The farther you are from your subject the more atmosphere gets in the way and the more the qualities of that atmosphere influence the IQ. Heat is the big one to watch for - think of the effects of heat haze on the appearance of a scene, but also, I think, humidity, dust and maybe wind or thermal gradients also have an impact. Even things which may not appear visible to the naked eye can become very evident when magnified by a big lens and followed up with pixel peeping.
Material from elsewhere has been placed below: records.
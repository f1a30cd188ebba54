use thiserror::Error;

use crate::models::directive::DirectiveError;
use crate::models::ParticipantId;

/// Errors surfaced by the outer layers (config loading, content loading, JSON API).
///
/// The scheduling engine itself never fails: out-of-range values are clamped and
/// missing data is reported as `None`.
#[derive(Error, Debug)]
pub enum AtbError {
    #[error("Invalid config: {0}")]
    InvalidConfig(String),

    #[error("Invalid directive: {0}")]
    Directive(#[from] DirectiveError),

    #[error("Unknown participant: {0}")]
    UnknownParticipant(ParticipantId),

    #[error("Duplicate participant: {0}")]
    DuplicateParticipant(ParticipantId),

    #[error("Unsupported schema version: found {found}, expected {expected}")]
    SchemaVersion { found: u8, expected: u8 },

    #[error("Serialization error: {0}")]
    SerializationError(String),

    #[error("Deserialization error: {0}")]
    DeserializationError(String),
}

impl AtbError {
    /// Whether the caller can fix the request and retry.
    pub fn is_request_error(&self) -> bool {
        match self {
            AtbError::InvalidConfig(_) => true,
            AtbError::Directive(_) => true,
            AtbError::UnknownParticipant(_) => true,
            AtbError::DuplicateParticipant(_) => true,
            AtbError::SchemaVersion { .. } => true,
            AtbError::DeserializationError(_) => true,
            AtbError::SerializationError(_) => false,
        }
    }
}

impl From<serde_json::Error> for AtbError {
    fn from(err: serde_json::Error) -> Self {
        if err.is_data() || err.is_syntax() || err.is_eof() {
            AtbError::DeserializationError(err.to_string())
        } else {
            AtbError::SerializationError(err.to_string())
        }
    }
}

pub type Result<T> = std::result::Result<T, AtbError>;
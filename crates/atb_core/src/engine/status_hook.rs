//! Status effect interplay with the gauges.
//!
//! The host reports status lifecycle; the hook looks the status up in the
//! [`DirectiveCatalog`] and forwards its directives to the scheduler:
//! - `<ReduceGauge value=N>` drains N points once, when first applied
//! - `<Quick>` quickens the bearer and freezes everyone else until removed
//!
//! The hook also counts down statuses with an auto-removal timing and
//! reports the ones that expired. Removing them stays the host's job.

use fxhash::FxHashMap;
use serde::{Deserialize, Serialize};
use tracing::debug;

use super::scheduler::SchedulerEngine;
use crate::models::{AutoRemoval, DirectiveCatalog, ParticipantId, StatusId};

#[derive(Debug, Clone, Copy, PartialEq, Eq, Serialize, Deserialize)]
pub struct ActiveStatus {
    pub status: StatusId,
    pub auto_removal: AutoRemoval,
    /// Countdown steps left; ignored for `AutoRemoval::None`
    pub remaining: u32,
    pub quicken: bool,
}

/// What applying a status did to the gauges.
#[derive(Debug, Clone, Copy, PartialEq, Eq, Default, Serialize, Deserialize)]
pub struct StatusEffect {
    pub gauge_reduced: Option<u32>,
    pub quickened: bool,
}

impl StatusEffect {
    pub fn is_empty(&self) -> bool {
        self.gauge_reduced.is_none() && !self.quickened
    }
}

#[derive(Debug, Clone, Default)]
pub struct StatusEffectHook {
    active: FxHashMap<ParticipantId, Vec<ActiveStatus>>,
}

impl StatusEffectHook {
    pub fn new() -> Self {
        Self::default()
    }

    pub fn statuses(&self, participant: ParticipantId) -> &[ActiveStatus] {
        self.active.get(&participant).map(Vec::as_slice).unwrap_or(&[])
    }

    pub fn has_status(&self, participant: ParticipantId, status: StatusId) -> bool {
        self.statuses(participant).iter().any(|s| s.status == status)
    }

    fn holds_quicken(&self, participant: ParticipantId) -> bool {
        self.statuses(participant).iter().any(|s| s.quicken)
    }

    /// A status was added to `participant`.
    ///
    /// Re-applying a status the participant already has only refreshes its
    /// countdown; directive effects fire on the first application.
    pub fn on_status_applied(
        &mut self,
        engine: &mut SchedulerEngine,
        catalog: &DirectiveCatalog,
        participant: ParticipantId,
        status: StatusId,
    ) -> StatusEffect {
        let Some(entry) = catalog.status(status) else {
            return StatusEffect::default();
        };

        let list = self.active.entry(participant).or_default();
        if let Some(existing) = list.iter_mut().find(|s| s.status == status) {
            existing.remaining = entry.duration;
            return StatusEffect::default();
        }
        list.push(ActiveStatus {
            status,
            auto_removal: entry.auto_removal,
            remaining: entry.duration,
            quicken: entry.directives.quicken,
        });

        let mut effect = StatusEffect::default();
        if let Some(amount) = entry.directives.reduce_gauge {
            engine.apply_gauge_reduction(participant, amount);
            effect.gauge_reduced = Some(amount);
        }
        if entry.directives.quicken {
            engine.apply_quicken(participant);
            effect.quickened = true;
        }
        if !effect.is_empty() {
            debug!(
                participant = %participant,
                status = status.0,
                ?effect,
                "status directives applied"
            );
        }
        effect
    }

    /// A status was removed from `participant`. Returns `true` if a quicken
    /// effect ended.
    pub fn on_status_removed(
        &mut self,
        engine: &mut SchedulerEngine,
        participant: ParticipantId,
        status: StatusId,
    ) -> bool {
        let Some(list) = self.active.get_mut(&participant) else {
            return false;
        };
        let Some(pos) = list.iter().position(|s| s.status == status) else {
            return false;
        };
        let removed = list.remove(pos);
        if list.is_empty() {
            self.active.remove(&participant);
        }

        if removed.quicken && !self.holds_quicken(participant) {
            self.release_quicken(engine, participant);
            return true;
        }
        false
    }

    /// All statuses of `participant` were cleared at once (death, recovery).
    /// Returns the statuses that were tracked.
    pub fn on_statuses_cleared(
        &mut self,
        engine: &mut SchedulerEngine,
        participant: ParticipantId,
    ) -> Vec<StatusId> {
        let Some(list) = self.active.remove(&participant) else {
            return Vec::new();
        };
        if list.iter().any(|s| s.quicken) {
            self.release_quicken(engine, participant);
        }
        list.into_iter().map(|s| s.status).collect()
    }

    /// Stop tracking a participant that left the roster.
    pub fn forget(&mut self, engine: &mut SchedulerEngine, participant: ParticipantId) {
        self.on_statuses_cleared(engine, participant);
    }

    fn release_quicken(&self, engine: &mut SchedulerEngine, participant: ParticipantId) {
        engine.clear_quicken(participant);
        // another bearer still holds its own quicken
        let mut others: Vec<ParticipantId> = self
            .active
            .iter()
            .filter(|(id, list)| **id != participant && list.iter().any(|s| s.quicken))
            .map(|(id, _)| *id)
            .collect();
        others.sort();
        for other in others {
            engine.apply_quicken(other);
        }
        debug!(participant = %participant, "quicken released");
    }

    /// The bearer finished an action: count down its action-end statuses.
    pub fn on_action_end(&mut self, participant: ParticipantId) -> Vec<StatusId> {
        let Some(list) = self.active.get_mut(&participant) else {
            return Vec::new();
        };
        count_down(list, AutoRemoval::ActionEnd)
    }

    /// A round ended: count down every round-end status.
    pub fn on_round_end(&mut self) -> Vec<(ParticipantId, StatusId)> {
        let mut expired = Vec::new();
        for (participant, list) in self.active.iter_mut() {
            for status in count_down(list, AutoRemoval::RoundEnd) {
                expired.push((*participant, status));
            }
        }
        expired.sort();
        expired
    }
}

/// Decrement matching timers; statuses reaching zero are reported once.
fn count_down(list: &mut [ActiveStatus], timing: AutoRemoval) -> Vec<StatusId> {
    let mut expired = Vec::new();
    for status in list.iter_mut().filter(|s| s.auto_removal == timing && s.remaining > 0) {
        status.remaining -= 1;
        if status.remaining == 0 {
            expired.push(status.status);
        }
    }
    expired
}
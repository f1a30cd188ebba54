use atb_cli::{load_scenario, simulate_file};
use atb_core::BattleOutcome;
use std::fs;
use tempfile::TempDir;

const SCENARIO: &str = r#"{
    "schema_version": 1,
    "config": { "mode": "strict_queue", "seed": 5 },
    "content": { "skills": [{ "id": 1, "name": "Attack", "is_attack": true }] },
    "members": [
        { "id": 1, "side": "party", "agility": 14, "hp": 120, "power": 40 },
        { "id": 2, "side": "troop", "agility": 9, "hp": 50, "power": 8 }
    ]
}"#;

#[test]
fn test_simulate_file_writes_trace() {
    let dir = TempDir::new().unwrap();
    let scenario = dir.path().join("battle.json");
    let out = dir.path().join("trace.json");
    fs::write(&scenario, SCENARIO).unwrap();

    let response = simulate_file(&scenario, Some(&out)).unwrap();
    assert_eq!(response.outcome, Some(BattleOutcome::Victory));

    let written: serde_json::Value =
        serde_json::from_str(&fs::read_to_string(&out).unwrap()).unwrap();
    assert_eq!(written["outcome"], "victory");
    assert_eq!(written["events"].as_array().unwrap().len(), response.events.len());
}

#[test]
fn test_missing_scenario_reports_path() {
    let dir = TempDir::new().unwrap();
    let missing = dir.path().join("nope.json");
    let err = simulate_file(&missing, None).unwrap_err();
    assert!(err.to_string().contains("nope.json"));
}

#[test]
fn test_bad_schema_version_fails() {
    let dir = TempDir::new().unwrap();
    let scenario = dir.path().join("old.json");
    let stale = SCENARIO.replace("\"schema_version\": 1", "\"schema_version\": 0");
    fs::write(&scenario, stale).unwrap();

    assert!(load_scenario(&scenario).is_ok());
    let err = simulate_file(&scenario, None).unwrap_err();
    assert!(format!("{err:#}").contains("schema version"));
}
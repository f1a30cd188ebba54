//! Note-field directives
//!
//! Status and skill definitions carry free-text notes. Three tags matter to
//! the scheduler:
//!
//! ```text
//! <ReduceGauge value=300>   status: drain the bearer's gauge when applied (1..=1000)
//! <Quick>                   status: bearer always ready, everyone else frozen
//! <SkillWait>               skill:  charge through a gauge cycle before executing
//! ```
//!
//! Notes are parsed once when content is loaded; the catalog hands out the
//! typed descriptors by id afterwards.

use fxhash::FxHashMap;
use once_cell::sync::Lazy;
use regex::Regex;
use serde::{Deserialize, Serialize};
use thiserror::Error;

use super::{ParticipantId, PlannedAction, SkillId, StatusId};
use crate::engine::gauge::GAUGE_MAX;

static REDUCE_GAUGE_TAG: Lazy<Regex> = Lazy::new(|| {
    Regex::new(r"<\s*ReduceGauge\s+value=(\d+)\s*>").expect("ReduceGauge pattern is valid")
});
static QUICK_TAG: Lazy<Regex> =
    Lazy::new(|| Regex::new(r"<\s*Quick\s*>").expect("Quick pattern is valid"));
static SKILL_WAIT_TAG: Lazy<Regex> =
    Lazy::new(|| Regex::new(r"<\s*SkillWait\s*>").expect("SkillWait pattern is valid"));

#[derive(Error, Debug, Clone, PartialEq, Eq)]
pub enum DirectiveError {
    #[error("status {status}: ReduceGauge value {value} outside 1..={max}")]
    ReduceGaugeOutOfRange { status: u32, value: String, max: u32 },

    #[error("duplicate status id {0}")]
    DuplicateStatus(u32),

    #[error("duplicate skill id {0}")]
    DuplicateSkill(u32),
}

/// Parsed status directives
#[derive(Debug, Clone, Copy, PartialEq, Eq, Default, Serialize, Deserialize)]
pub struct StatusDirectives {
    pub reduce_gauge: Option<u32>,
    pub quicken: bool,
}

impl StatusDirectives {
    pub fn parse(status: StatusId, note: &str) -> Result<Self, DirectiveError> {
        let reduce_gauge = match REDUCE_GAUGE_TAG.captures(note) {
            Some(caps) => {
                let raw = &caps[1];
                match raw.parse::<u32>() {
                    Ok(value) if (1..=GAUGE_MAX).contains(&value) => Some(value),
                    _ => {
                        return Err(DirectiveError::ReduceGaugeOutOfRange {
                            status: status.0,
                            value: raw.to_string(),
                            max: GAUGE_MAX,
                        })
                    }
                }
            }
            None => None,
        };

        Ok(Self { reduce_gauge, quicken: QUICK_TAG.is_match(note) })
    }

    pub fn is_empty(&self) -> bool {
        self.reduce_gauge.is_none() && !self.quicken
    }
}

#[derive(Debug, Clone, Copy, PartialEq, Eq, Default, Serialize, Deserialize)]
pub struct SkillDirectives {
    pub charge: bool,
}

impl SkillDirectives {
    pub fn parse(note: &str) -> Self {
        Self { charge: SKILL_WAIT_TAG.is_match(note) }
    }
}

/// When a status counts its duration down.
#[derive(Debug, Clone, Copy, PartialEq, Eq, Default, Serialize, Deserialize)]
#[serde(rename_all = "snake_case")]
pub enum AutoRemoval {
    /// Removed only by the host
    #[default]
    None,
    /// One step per completed action of the bearer
    ActionEnd,
    /// One step per completed round
    RoundEnd,
}

/// Status definition as authored in content
#[derive(Debug, Clone, PartialEq, Serialize, Deserialize)]
pub struct StatusDef {
    pub id: StatusId,
    #[serde(default)]
    pub name: String,
    #[serde(default)]
    pub note: String,
    #[serde(default)]
    pub auto_removal: AutoRemoval,
    /// Steps until auto-removal (ignored for `AutoRemoval::None`)
    #[serde(default)]
    pub duration: u32,
}

/// Skill definition as authored in content
#[derive(Debug, Clone, PartialEq, Serialize, Deserialize)]
pub struct SkillDef {
    pub id: SkillId,
    #[serde(default)]
    pub name: String,
    #[serde(default)]
    pub note: String,
    /// Speed modifier added to the charge formula
    #[serde(default)]
    pub speed: f64,
    #[serde(default)]
    pub is_attack: bool,
}

#[derive(Debug, Clone, Default, PartialEq, Serialize, Deserialize)]
pub struct ContentDb {
    #[serde(default)]
    pub statuses: Vec<StatusDef>,
    #[serde(default)]
    pub skills: Vec<SkillDef>,
}

#[derive(Debug, Clone, PartialEq)]
pub struct StatusEntry {
    pub directives: StatusDirectives,
    pub auto_removal: AutoRemoval,
    pub duration: u32,
}

#[derive(Debug, Clone, PartialEq)]
pub struct SkillEntry {
    pub directives: SkillDirectives,
    pub speed: f64,
    pub is_attack: bool,
}

/// Immutable per-battle cache of parsed directives.
#[derive(Debug, Clone, Default)]
pub struct DirectiveCatalog {
    statuses: FxHashMap<StatusId, StatusEntry>,
    skills: FxHashMap<SkillId, SkillEntry>,
}

impl DirectiveCatalog {
    pub fn from_content(content: &ContentDb) -> Result<Self, DirectiveError> {
        let mut catalog = Self::default();

        for def in &content.statuses {
            let entry = StatusEntry {
                directives: StatusDirectives::parse(def.id, &def.note)?,
                auto_removal: def.auto_removal,
                duration: def.duration,
            };
            if catalog.statuses.insert(def.id, entry).is_some() {
                return Err(DirectiveError::DuplicateStatus(def.id.0));
            }
        }

        for def in &content.skills {
            let entry = SkillEntry {
                directives: SkillDirectives::parse(&def.note),
                speed: def.speed,
                is_attack: def.is_attack,
            };
            if catalog.skills.insert(def.id, entry).is_some() {
                return Err(DirectiveError::DuplicateSkill(def.id.0));
            }
        }

        Ok(catalog)
    }

    pub fn status(&self, id: StatusId) -> Option<&StatusEntry> {
        self.statuses.get(&id)
    }

    pub fn skill(&self, id: SkillId) -> Option<&SkillEntry> {
        self.skills.get(&id)
    }

    /// Resolve a skill choice into a planned action. Unknown skills yield `None`.
    pub fn plan_action(
        &self,
        skill: SkillId,
        target: Option<ParticipantId>,
    ) -> Option<PlannedAction> {
        let entry = self.skills.get(&skill)?;
        Some(PlannedAction {
            skill_id: skill,
            is_attack: entry.is_attack,
            speed_modifier: entry.speed,
            requires_charge: entry.directives.charge,
            target,
        })
    }
}

#[cfg(test)]
mod tests {
    use super::*;

    #[test]
    fn test_parse_reduce_gauge() {
        let d = StatusDirectives::parse(StatusId(1), "Slow <ReduceGauge value=300>").unwrap();
        assert_eq!(d.reduce_gauge, Some(300));
        assert!(!d.quicken);

        let d = StatusDirectives::parse(StatusId(1), "< ReduceGauge  value=1000 >").unwrap();
        assert_eq!(d.reduce_gauge, Some(1000));
    }

    #[test]
    fn test_parse_reduce_gauge_out_of_range() {
        let err = StatusDirectives::parse(StatusId(5), "<ReduceGauge value=0>").unwrap_err();
        assert!(matches!(err, DirectiveError::ReduceGaugeOutOfRange { status: 5, .. }));

        assert!(StatusDirectives::parse(StatusId(5), "<ReduceGauge value=1001>").is_err());
        assert!(
            StatusDirectives::parse(StatusId(5), "<ReduceGauge value=99999999999999999999>")
                .is_err()
        );
    }

    #[test]
    fn test_parse_quick_and_plain() {
        let d = StatusDirectives::parse(StatusId(2), "<Quick>").unwrap();
        assert!(d.quicken);
        assert_eq!(d.reduce_gauge, None);

        let d = StatusDirectives::parse(StatusId(3), "just poison").unwrap();
        assert!(d.is_empty());
    }

    #[test]
    fn test_parse_skill_wait() {
        assert!(SkillDirectives::parse("<SkillWait>").charge);
        assert!(SkillDirectives::parse("charge < SkillWait >").charge);
        assert!(!SkillDirectives::parse("<SkillWaitX>").charge);
    }

    #[test]
    fn test_catalog_plan_action() {
        let content = ContentDb {
            statuses: vec![],
            skills: vec![
                SkillDef {
                    id: SkillId(1),
                    name: "Attack".into(),
                    note: String::new(),
                    speed: 0.0,
                    is_attack: true,
                },
                SkillDef {
                    id: SkillId(10),
                    name: "Meteor".into(),
                    note: "<SkillWait>".into(),
                    speed: -2.0,
                    is_attack: false,
                },
            ],
        };
        let catalog = DirectiveCatalog::from_content(&content).unwrap();

        let attack = catalog.plan_action(SkillId(1), Some(ParticipantId(3))).unwrap();
        assert!(attack.is_attack);
        assert!(!attack.requires_charge);
        assert_eq!(attack.target, Some(ParticipantId(3)));

        let meteor = catalog.plan_action(SkillId(10), None).unwrap();
        assert!(meteor.requires_charge);
        assert!((meteor.speed_modifier + 2.0).abs() < f64::EPSILON);

        assert!(catalog.plan_action(SkillId(99), None).is_none());
    }

    #[test]
    fn test_catalog_rejects_duplicates() {
        let def = StatusDef {
            id: StatusId(4),
            name: String::new(),
            note: String::new(),
            auto_removal: AutoRemoval::None,
            duration: 0,
        };
        let content = ContentDb { statuses: vec![def.clone(), def], skills: vec![] };
        assert_eq!(
            DirectiveCatalog::from_content(&content).unwrap_err(),
            DirectiveError::DuplicateStatus(4)
        );
    }
}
This will not only impact image quaility, it will also have a huge influence on the hit and miss rate of the AF system.
Ever used a car in the winter as blind and shot through the open window? If the temperature in the car is not close to the ambient outside temperature the warm air leaving the car through the open window will cause the AF to do strange things as it tries to lock on a target. If it does the blurry image caused by temperature turbulence tells the story. Your eye will see very little or nothing of all this going on.

Ulli
 
I personally think that you are expecting too much from your lens setup. There may be some camera movement, in addition to some of the very good observations from others on the forum.
In theory, to stop movement one should shoot to at least the focal length of the lens. In your case that would be a speed of 1120 per second. (500x1.4x1.6 crop factor). You shot @1/6400. But considering the distance to the subject one must realize that this is only a "rule of thumb". My experience has shown that the distance to the subject is a factor in this (yes I realize you have IS in the lens) in addition to some of the other factors noted above. That's why I think a tripod is, next to one's camera, the best tool in the field.

Even some of the better sample shot posted are not 100% sharp. This may be due to atmosphere as well as camera movement.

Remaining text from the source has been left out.